1. 政府の基本方針の策定(施行後1年以内) 指定要件の具体的な中身、税制優遇のメニュー、財源の見込みなどがここで固まります。この基本方針の内容次第で、副首都法が「骨太の改革」になるか「看板だけの法律」になるかが決まります。
2. 候補都市の選定と競争 大阪が最有力候補とされていますが、福岡、名古屋も意欲的です。複数都市が指定されるのか、それとも一都市に絞られるのか。選定プロセスの透明性と公平性が問われることになります。
3. 財源の手当て 最大の難関です。副首都の整備には数兆円規模の投資が必要と試算されています。この財源をどう確保するかが、国民の合意を得るための鍵を握っています。
読者へのメッセージ:国民的議論に参加しよう
副首都法は、東京に住む人だけの問題ではありません。大阪、福岡、名古屋に住む人だけでなく、地方に住むすべての日本人にとって、国土のあり方を問う法律です。
首都直下地震は「もし起きたら」ではなく「いつか起きる」ものとして、国も被害想定を公表しています。その時、行政も経済も、社会の基盤も止まってしまわないようにするために、私たちは今、何ができるのか。

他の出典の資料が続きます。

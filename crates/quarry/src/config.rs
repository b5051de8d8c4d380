// SPDX-License-Identifier: AGPL-3.0-only
// Copyright (C) 2024 Jonathan Lee
// This program is free software: you can redistribute it and/or modify
// it under the terms of the GNU Affero General Public License version 3
// as published by the Free Software Foundation.
// This program is distributed in the hope that it will be useful,
// but WITHOUT ANY WARRANTY; without even the implied warranty of
// MERCHANTABILITY or FITNESS FOR A PARTICULAR PURPOSE.
// See the GNU Affero General Public License for more details.
// You should have received a copy of the GNU Affero General Public License
// along with this program. If not, see https://www.gnu.org/licenses/.

use crate::error::{QuarryError, Result};
use crate::resolution::category::{default_categories, CategorySpec};
use quarry_contracts::{CacheSettings, ExecutionLimits, ExternalizationPolicy, MatchThresholds};
use serde::{Deserialize, Serialize};
use std::path::{Path, PathBuf};

pub const ENV_PREFIX: &str = "QUARRY";
pub const CONFIG_PATH_VAR: &str = "QUARRY_CONFIG";

#[derive(Debug, Clone, Serialize, Deserialize)]
pub struct EngineConfig {
    #[serde(default)]
    pub matching: MatchThresholds,
    #[serde(default)]
    pub cache: CacheSettings,
    #[serde(default)]
    pub execution: ExecutionLimits,
    #[serde(default)]
    pub externalization: ExternalizationPolicy,
    #[serde(default)]
    pub storage: StorageSettings,
    #[serde(default = "default_categories")]
    pub categories: Vec<CategorySpec>,
    #[serde(default)]
    pub tables: Vec<TableSource>,
}

impl Default for EngineConfig {
    fn default() -> Self {
        Self {
            matching: MatchThresholds::default(),
            cache: CacheSettings::default(),
            execution: ExecutionLimits::default(),
            externalization: ExternalizationPolicy::default(),
            storage: StorageSettings::default(),
            categories: default_categories(),
            tables: Vec::new(),
        }
    }
}

#[derive(Debug, Clone, Copy, PartialEq, Eq, Default, Serialize, Deserialize)]
#[serde(rename_all = "snake_case")]
pub enum StorageBackend {
    #[default]
    File,
    Memory,
}

#[derive(Debug, Clone, Serialize, Deserialize)]
pub struct StorageSettings {
    #[serde(default)]
    pub backend: StorageBackend,
    #[serde(default = "default_storage_root")]
    pub root: PathBuf,
}

fn default_storage_root() -> PathBuf {
    PathBuf::from("analysis_results")
}

impl Default for StorageSettings {
    fn default() -> Self {
        Self {
            backend: StorageBackend::default(),
            root: default_storage_root(),
        }
    }
}

/// A CSV file registered as a warehouse table at startup.
#[derive(Debug, Clone, Serialize, Deserialize)]
pub struct TableSource {
    pub name: String,
    pub path: PathBuf,
}

impl EngineConfig {
    /// Layers an optional config file under `QUARRY__`-prefixed environment variables.
    pub fn load(path: Option<&Path>) -> Result<Self> {
        let _ = dotenvy::dotenv();
        let mut builder = config::Config::builder();
        if let Some(path) = path {
            builder = builder.add_source(config::File::from(path).required(true));
        }
        builder = builder.add_source(
            config::Environment::with_prefix(ENV_PREFIX)
                .prefix_separator("__")
                .separator("__")
                .try_parsing(true),
        );
        let config: EngineConfig = builder.build()?.try_deserialize()?;
        config.validate()?;
        Ok(config)
    }

    /// Resolves the file from `QUARRY_CONFIG` when it is set.
    pub fn load_from_env() -> Result<Self> {
        let _ = dotenvy::dotenv();
        match std::env::var(CONFIG_PATH_VAR) {
            Ok(path) if !path.trim().is_empty() => Self::load(Some(Path::new(path.trim()))),
            _ => Self::load(None),
        }
    }

    pub fn from_yaml_str(content: &str) -> Result<Self> {
        let config: EngineConfig = serde_yaml::from_str(content)?;
        config.validate()?;
        Ok(config)
    }

    pub fn validate(&self) -> Result<()> {
        self.matching.check().map_err(QuarryError::Configuration)?;
        if self.cache.resolution_ttl_secs == 0 || self.cache.canonical_ttl_secs == 0 {
            return Err(QuarryError::configuration("cache TTLs must be positive"));
        }
        if self.cache.resolution_ttl_secs >= self.cache.canonical_ttl_secs {
            return Err(QuarryError::configuration(format!(
                "resolution TTL ({}s) must be shorter than canonical TTL ({}s)",
                self.cache.resolution_ttl_secs, self.cache.canonical_ttl_secs
            )));
        }
        if self.execution.gas_limit == 0 {
            return Err(QuarryError::configuration("gas_limit must be positive"));
        }
        if self.categories.is_empty() {
            return Err(QuarryError::configuration("no categories registered"));
        }
        let mut seen = std::collections::HashSet::new();
        for category in &self.categories {
            if !seen.insert(category.name.to_lowercase()) {
                return Err(QuarryError::configuration(format!(
                    "category '{}' registered twice",
                    category.name
                )));
            }
        }
        Ok(())
    }
}

#[cfg(test)]
mod tests {
    use super::*;
    use std::io::Write;

    #[test]
    fn defaults_cover_every_known_category() {
        let config = EngineConfig::default();
        assert_eq!(config.categories.len(), 12);
        assert_eq!(config.cache.resolution_ttl_secs, 120);
        assert_eq!(config.externalization.inline_row_limit, 5);
        assert!(config.validate().is_ok());
    }

    #[test]
    fn yaml_overrides_thresholds_only() {
        let config = EngineConfig::from_yaml_str(
            "matching:\n  substring_boost: 0.9\nexternalization:\n  inline_row_limit: 10\n",
        )
        .unwrap();
        assert_eq!(config.matching.substring_boost, 0.9);
        assert_eq!(config.matching.high_confidence, 0.60);
        assert_eq!(config.externalization.inline_row_limit, 10);
    }

    #[test]
    fn rejects_duplicate_categories() {
        let yaml = r#"
categories:
  - name: vendor_name
    column: vendor_name
    view: vw_vendors_master
  - name: Vendor_Name
    column: vendor_name
    view: vw_vendors_master
"#;
        assert!(matches!(
            EngineConfig::from_yaml_str(yaml),
            Err(QuarryError::Configuration(_))
        ));
    }

    #[test]
    fn loads_file_through_config_builder() {
        let dir = tempfile::tempdir().unwrap();
        let path = dir.path().join("engine.yaml");
        let mut file = std::fs::File::create(&path).unwrap();
        writeln!(file, "cache:\n  resolution_ttl_secs: 30\nstorage:\n  backend: memory").unwrap();
        let config = EngineConfig::load(Some(&path)).unwrap();
        assert_eq!(config.cache.resolution_ttl_secs, 30);
        assert_eq!(config.storage.backend, StorageBackend::Memory);
    }
}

副首都法の成立は、その問いに向き合う入り口に立ったことを意味します。基本方針の策定プロセス、候補都市の選定、財源の議論——これらはすべて、国民的な議論の対象であるべきです。
「東京一極集中から多極分散型国家へ」——その転換が本当に日本を強くするのか、それとも新たな問題を生むのか。一人ひとりが考え、議論に参加することが、これからの日本の形を決めていくはずです。